Another problem comes from the chance that a user might be able to inject javascript into a page. At this point they have nearly full control over a users browser that visits that page. There is a way to limit the damage and that is to send all cookies with the HttpOnly attribute. The attribute means that the cookie will only be sent to the server and can not be accessed by client side javascript. So the malicious script on the page can still perform actions on the user's behalf but it can not get the session id.

IE was the first to implement the HttpOnly attribute, and until recently it was the only browser to do so. Fortunately, Opera 9.5 (currently in alpha) and Firefox now both have it (though not in the latest stable releases). Now it's just older browsers and Safari that need to catch up.
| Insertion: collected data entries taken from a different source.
//! Binance Wire Types
//!
//! Deserialization targets for Binance ticker stream frames and the REST
//! 24h ticker endpoint. Every field is optional at this layer; the codec
//! decides what is required.
//!
//! # References
//!
//! - [Individual Symbol Ticker Streams](https://developers.binance.com/docs/binance-spot-api-docs/web-socket-streams#individual-symbol-ticker-streams)
//! - [24hr Ticker Price Change Statistics](https://developers.binance.com/docs/binance-spot-api-docs/rest-api/market-data-endpoints#24hr-ticker-price-change-statistics)

use serde::Deserialize;

// =============================================================================
// Event Tags
// =============================================================================

/// `e` tag of a full rolling-window ticker.
pub const EVENT_TICKER: &str = "24hrTicker";

/// `e` tag of a mini ticker (no change fields, carries the open price).
pub const EVENT_MINI_TICKER: &str = "24hrMiniTicker";

// =============================================================================
// Numbers
// =============================================================================

/// Numeric field as sent on the wire: usually a decimal string.
#[derive(Debug, Clone, PartialEq, Deserialize)]
#[serde(untagged)]
pub enum WireNumber {
    /// Decimal string, e.g. `"50123.45000000"`.
    Text(String),
    /// Plain JSON number.
    Number(f64),
}

impl WireNumber {
    /// Parse to a finite float.
    #[must_use]
    pub fn to_f64(&self) -> Option<f64> {
        let value = match self {
            Self::Text(text) => text.trim().parse::<f64>().ok()?,
            Self::Number(number) => *number,
        };
        value.is_finite().then_some(value)
    }
}

// =============================================================================
// Stream Frames
// =============================================================================

/// One ticker event from the stream.
#[derive(Debug, Clone, Default, Deserialize)]
pub struct TickerFrame {
    /// Event type tag.
    #[serde(rename = "e")]
    pub event_type: Option<String>,
    /// Event time, epoch milliseconds.
    #[serde(rename = "E")]
    pub event_time: Option<i64>,
    /// Symbol, upper case.
    #[serde(rename = "s")]
    pub symbol: Option<String>,
    /// Close (last) price.
    #[serde(rename = "c")]
    pub close: Option<WireNumber>,
    /// Open price of the rolling window.
    #[serde(rename = "o")]
    pub open: Option<WireNumber>,
    /// Absolute price change.
    #[serde(rename = "p")]
    pub price_change: Option<WireNumber>,
    /// Percentage price change.
    #[serde(rename = "P")]
    pub price_change_percent: Option<WireNumber>,
    /// High price.
    #[serde(rename = "h")]
    pub high: Option<WireNumber>,
    /// Low price.
    #[serde(rename = "l")]
    pub low: Option<WireNumber>,
    /// Total traded base asset volume.
    #[serde(rename = "v")]
    pub volume: Option<WireNumber>,
    /// Total traded quote asset volume.
    #[serde(rename = "q")]
    pub quote_volume: Option<WireNumber>,
}

// =============================================================================
// REST
// =============================================================================

/// One element of `GET /api/v3/ticker/24hr?symbols=[..]`.
#[derive(Debug, Clone, Deserialize)]
#[serde(rename_all = "camelCase")]
pub struct Ticker24h {
    /// Symbol.
    pub symbol: String,
    /// Last price.
    #[serde(alias = "price")]
    pub last_price: Option<WireNumber>,
    /// Absolute 24h change.
    pub price_change: Option<WireNumber>,
    /// Percentage 24h change.
    pub price_change_percent: Option<WireNumber>,
    /// 24h high.
    pub high_price: Option<WireNumber>,
    /// 24h low.
    pub low_price: Option<WireNumber>,
    /// 24h base volume.
    pub volume: Option<WireNumber>,
    /// 24h quote volume.
    pub quote_volume: Option<WireNumber>,
    /// Window close time, epoch milliseconds.
    pub close_time: Option<i64>,
}
// =============================================================================
// Configuration
// =============================================================================

/// Configuration for the stream client.
#[derive(Debug, Clone)]
pub struct StreamClientConfig {
    /// Base WebSocket URL; stream names are appended as path segments.
    pub base_url: String,
    /// Suffix appended to each lower-case symbol.
    pub stream_suffix: String,
    /// Reconnection configuration.
    pub reconnect: ReconnectConfig,
    /// Handshake timeout.
    pub connect_timeout: Duration,
    /// Treat the connection as dead after this long without a frame.
    pub idle_timeout: Duration,
}

impl Default for StreamClientConfig {
    fn default() -> Self {
        Self {
            base_url: DEFAULT_STREAM_URL.to_string(),
            stream_suffix: DEFAULT_STREAM_SUFFIX.to_string(),
            reconnect: ReconnectConfig::default(),
            connect_timeout: Duration::from_secs(10),
            idle_timeout: Duration::from_secs(60),
        }
    }
}

impl StreamClientConfig {
    /// Create a configuration for a custom endpoint.
    #[must_use]
    pub fn new(base_url: impl Into<String>) -> Self {
        Self {
            base_url: base_url.into(),
            ..Self::default()
        }
    }

    /// Full connection URL for a subscription set.
    #[must_use]
    pub fn stream_url(&self, set: &SubscriptionSet) -> String {
        format!(
            "{}/{}",
            self.base_url.trim_end_matches('/'),
            set.stream_names(&self.stream_suffix).join("/")
        )
    }
}

// =============================================================================
// Statistics
// =============================================================================

#[derive(Debug, Default)]
struct StreamStats {
    frames_received: AtomicU64,
    frames_dropped: AtomicU64,
    reconnects: AtomicU64,
    connections: AtomicU64,
}

/// Point-in-time copy of client counters.
#[derive(Debug, Clone, Copy, Default, PartialEq, Eq)]
pub struct StreamStatsSnapshot {
    /// Text frames received.
    pub frames_received: u64,
    /// Frames dropped during validation.
    pub frames_dropped: u64,
    /// Reconnect attempts scheduled.
    pub reconnects: u64,
    /// Successful handshakes.
    pub connections: u64,
}

// =============================================================================
// Stream Client
// =============================================================================

/// Identifier of a registered update listener.
pub type ListenerId = u64;

type UpdateListener = Arc<dyn Fn(&TickerUpdate) + Send + Sync>;

struct Shared {
    config: StreamClientConfig,
    codec: FrameCodec,
    listeners: RwLock<Vec<(ListenerId, UpdateListener)>>,
    next_listener: AtomicU64,
    next_connection: AtomicU64,
    stats: StreamStats,
}

impl Shared {
    fn dispatch(&self, update: &TickerUpdate) {
        let listeners: Vec<UpdateListener> = self
            .listeners
            .read()
            .iter()
            .map(|(_, listener)| Arc::clone(listener))
            .collect();

        for listener in listeners {
            listener(update);
        }
    }

    fn record_drop(&self, error: &FrameError) {
        self.stats.frames_dropped.fetch_add(1, Ordering::Relaxed);
        metrics::record_frame_dropped(error.reason());
        tracing::debug!(error = %error, "Dropping ticker frame");
    }
}

/// Ticker stream client. Cheap to clone; clones share listeners and stats.
#[derive(Clone)]
pub struct StreamClient {
    shared: Arc<Shared>,
}

impl std::fmt::Debug for StreamClient {
    fn fmt(&self, f: &mut std::fmt::Formatter<'_>) -> std::fmt::Result {
        f.debug_struct("StreamClient")
            .field("base_url", &self.shared.config.base_url)
            .field("listeners", &self.shared.listeners.read().len())
            .finish_non_exhaustive()
    }
}

impl StreamClient {
    /// Create a new client.
    #[must_use]
    pub fn new(config: StreamClientConfig) -> Self {
        Self {
            shared: Arc::new(Shared {
                config,
                codec: FrameCodec::new(),
                listeners: RwLock::new(Vec::new()),
                next_listener: AtomicU64::new(1),
                next_connection: AtomicU64::new(1),
                stats: StreamStats::default(),
            }),
        }
    }

    /// Client configuration.
    #[must_use]
    pub fn config(&self) -> &StreamClientConfig {
        &self.shared.config
    }

    /// Register a listener called once per valid frame, on every connection
    /// opened by this client.
    pub fn on_update<F>(&self, listener: F) -> ListenerId
    where
        F: Fn(&TickerUpdate) + Send + Sync + 'static,
    {
        let id = self.shared.next_listener.fetch_add(1, Ordering::Relaxed);
        self.shared.listeners.write().push((id, Arc::new(listener)));
        id
    }

    /// Unregister a listener. Returns `false` if it was not registered.
    pub fn remove_listener(&self, id: ListenerId) -> bool {
        let mut listeners = self.shared.listeners.write();
        let before = listeners.len();
        listeners.retain(|(listener_id, _)| *listener_id != id);
        listeners.len() != before
    }

    /// Counter snapshot.
    #[must_use]
    pub fn stats(&self) -> StreamStatsSnapshot {
        let stats = &self.shared.stats;
        StreamStatsSnapshot {
            frames_received: stats.frames_received.load(Ordering::Relaxed),
            frames_dropped: stats.frames_dropped.load(Ordering::Relaxed),
            reconnects: stats.reconnects.load(Ordering::Relaxed),
            connections: stats.connections.load(Ordering::Relaxed),
        }
    }

    /// Open a connection for `set`.
    ///
    /// Returns immediately; connect failures surface as `Reconnecting`.
    /// Must be called from within a tokio runtime.
    #[must_use = "dropping the handle closes the connection"]
    pub fn open(&self, set: SubscriptionSet) -> StreamHandle {
        let id = self.shared.next_connection.fetch_add(1, Ordering::Relaxed);
        let cancel = CancellationToken::new();
        let (state_tx, state_rx) = watch::channel(ConnectionState::Disconnected);
        let state = Arc::new(StateCell {
            tx: state_tx,
            cancel: cancel.clone(),
            lock: Mutex::new(()),
        });

        let connection = Connection {
            id,
            url: self.shared.config.stream_url(&set),
            set: set.clone(),
            shared: Arc::clone(&self.shared),
            state: Arc::clone(&state),
            cancel,
        };
        let task = tokio::spawn(connection.run());

        StreamHandle {
            id,
            set,
            state,
            state_rx,
            task: Mutex::new(Some(task)),
        }
    }
}

// =============================================================================
// Connection State Cell
// =============================================================================

/// Serializes state transitions against `close()` so a connection task can
/// never publish a state after the handle was closed.
struct StateCell {
    tx: watch::Sender<ConnectionState>,
    cancel: CancellationToken,
    lock: Mutex<()>,
}

impl StateCell {
    fn transition(&self, next: ConnectionState) -> bool {
        let _guard = self.lock.lock();
        if self.cancel.is_cancelled() {
            return false;
        }
        self.tx.send_replace(next);
        metrics::set_connection_state(next);
        true
    }

    fn close(&self) {
        let _guard = self.lock.lock();
        self.cancel.cancel();
        if self.tx.send_replace(ConnectionState::Disconnected) != ConnectionState::Disconnected {
            metrics::set_connection_state(ConnectionState::Disconnected);
        }
    }
}

// =============================================================================
// Stream Handle
// =============================================================================

/// Owner of one open connection. Dropping it closes the connection.
pub struct StreamHandle {
    id: u64,
    set: SubscriptionSet,
    state: Arc<StateCell>,
    state_rx: watch::Receiver<ConnectionState>,
    task: Mutex<Option<JoinHandle<()>>>,
}

impl std::fmt::Debug for StreamHandle {
    fn fmt(&self, f: &mut std::fmt::Formatter<'_>) -> std::fmt::Result {
        f.debug_struct("StreamHandle")
            .field("id", &self.id)
            .field("symbols", &self.set.symbols())
            .field("state", &self.state())
            .finish_non_exhaustive()
    }
}

impl StreamHandle {
    /// Connection identifier, unique per client.
    #[must_use]
    pub const fn id(&self) -> u64 {
        self.id
    }

    /// Symbols carried by this connection.
    #[must_use]
    pub const fn subscription_set(&self) -> &SubscriptionSet {
        &self.set
    }

    /// Current connection state.
    #[must_use]
    pub fn state(&self) -> ConnectionState {
        *self.state_rx.borrow()
    }

    /// Receiver that observes every state transition.
    #[must_use]
    pub fn state_changes(&self) -> watch::Receiver<ConnectionState> {
        self.state_rx.clone()
    }

    /// Whether `close()` has been called.
    #[must_use]
    pub fn is_closed(&self) -> bool {
        self.state.cancel.is_cancelled()
    }

    /// Close the connection and cancel any pending reconnect. Idempotent.
    pub fn close(&self) {
        if !self.is_closed() {
            tracing::debug!(connection_id = self.id, "Closing ticker stream");
        }
        self.state.close();
    }

    /// Close and wait for the connection task to finish.
    pub async fn shutdown(&self) {
        self.close();
        let task = self.task.lock().take();
        if let Some(task) = task
            && let Err(e) = task.await
        {
            tracing::warn!(connection_id = self.id, error = %e, "Ticker stream task failed");
        }
    }
}

impl Drop for StreamHandle {
    fn drop(&mut self) {
        self.state.close();
    }
}

// =============================================================================
// Connection Task
// =============================================================================

struct Connection {
    id: u64,
    url: String,
    set: SubscriptionSet,
    shared: Arc<Shared>,
    state: Arc<StateCell>,
    cancel: CancellationToken,
}

impl Connection {
    async fn run(self) {
        let mut policy = ReconnectPolicy::new(self.shared.config.reconnect.clone());

        loop {
            if !self.state.transition(ConnectionState::Connecting) {
                break;
            }

            match self.connect_and_run(&mut policy).await {
                Ok(()) => break,
                Err(e) => {
                    tracing::warn!(connection_id = self.id, error = %e, "Ticker stream connection error");

                    if !self.state.transition(ConnectionState::Reconnecting) {
                        break;
                    }

                    let delay = policy.next_delay();
                    self.shared.stats.reconnects.fetch_add(1, Ordering::Relaxed);
                    metrics::record_reconnect();
                    tracing::info!(
                        connection_id = self.id,
                        attempt = policy.attempt_count(),
                        delay_ms = delay.as_millis(),
                        "Reconnecting to ticker stream"
                    );

                    tokio::select! {
                        () = self.cancel.cancelled() => break,
                        () = tokio::time::sleep(delay) => {}
                    }
                }
            }
        }

        tracing::debug!(connection_id = self.id, "Ticker stream task stopped");
    }

    /// Connect and pump frames until cancelled (`Ok`) or the transport fails.
    async fn connect_and_run(&self, policy: &mut ReconnectPolicy) -> Result<(), StreamClientError> {
        let config = &self.shared.config;
        tracing::info!(
            connection_id = self.id,
            url = %self.url,
            symbols = self.set.len(),
            "Connecting to ticker stream"
        );

        let connect = tokio::time::timeout(
            config.connect_timeout,
            tokio_tungstenite::connect_async(self.url.as_str()),
        );
        let (ws_stream, _response) = tokio::select! {
            () = self.cancel.cancelled() => return Ok(()),
            result = connect => result
                .map_err(|_| StreamClientError::ConnectTimeout(config.connect_timeout))??,
        };

        if !self.state.transition(ConnectionState::Connected) {
            return Ok(());
        }
        policy.reset();
        self.shared.stats.connections.fetch_add(1, Ordering::Relaxed);
        tracing::info!(connection_id = self.id, "Ticker stream connected");

        let (mut write, mut read) = ws_stream.split();

        loop {
            tokio::select! {
                () = self.cancel.cancelled() => {
                    let _ = write.send(Message::Close(None)).await;
                    return Ok(());
                }
                next = tokio::time::timeout(config.idle_timeout, read.next()) => {
                    let Ok(msg) = next else {
                        return Err(StreamClientError::IdleTimeout(config.idle_timeout));
                    };
                    match msg {
                        Some(Ok(Message::Text(text))) => self.handle_text(&text),
                        Some(Ok(Message::Ping(data))) => {
                            write.send(Message::Pong(data)).await?;
                        }
                        Some(Ok(Message::Close(_))) => {
                            tracing::info!(connection_id = self.id, "Server sent close frame");
                            return Err(StreamClientError::ConnectionClosed);
                        }
                        Some(Ok(_)) => {
                            // Binary and pong frames carry no ticker data
                        }
                        Some(Err(e)) => return Err(e.into()),
                        None => {
                            tracing::info!(connection_id = self.id, "WebSocket stream ended");
                            return Err(StreamClientError::ConnectionClosed);
                        }
                    }
                }
            }
        }
    }

    fn handle_text(&self, text: &str) {
        if self.cancel.is_cancelled() {
            return;
        }

        self.shared.stats.frames_received.fetch_add(1, Ordering::Relaxed);
        metrics::record_frame_received();

        match self.shared.codec.decode(text, Utc::now()) {
            Ok(Frame::Ticker(update)) => {
                if self.set.contains(&update.symbol) {
                    self.shared.dispatch(&update);
                } else {
                    self.shared
                        .record_drop(&FrameError::UnsubscribedSymbol(update.symbol));
                }
            }
            Ok(Frame::Control) => {
                tracing::debug!(connection_id = self.id, "Ignoring control frame");
            }
            Err(e) => self.shared.record_drop(&e),
        }
    }
}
Unfortunately, the cookie module that comes with Python does not support/understand/allow the HttpOnly attribute, but to work around this in Django is as easy as creating a middleware with the following bit of code in the process_response method:

sessionid = response.cookies.pop('sessionid', None)
if sessionid:
    cookie = sessionid.output(header="").strip()
    response["Set-Cookie"] = cookie + "; HttpOnly"

The HttpOnly attribute for cookies is just one small part of covering your ass when it comes to site security. All it does is lessen the risk. Security is always only as good as the weakest link in the chain.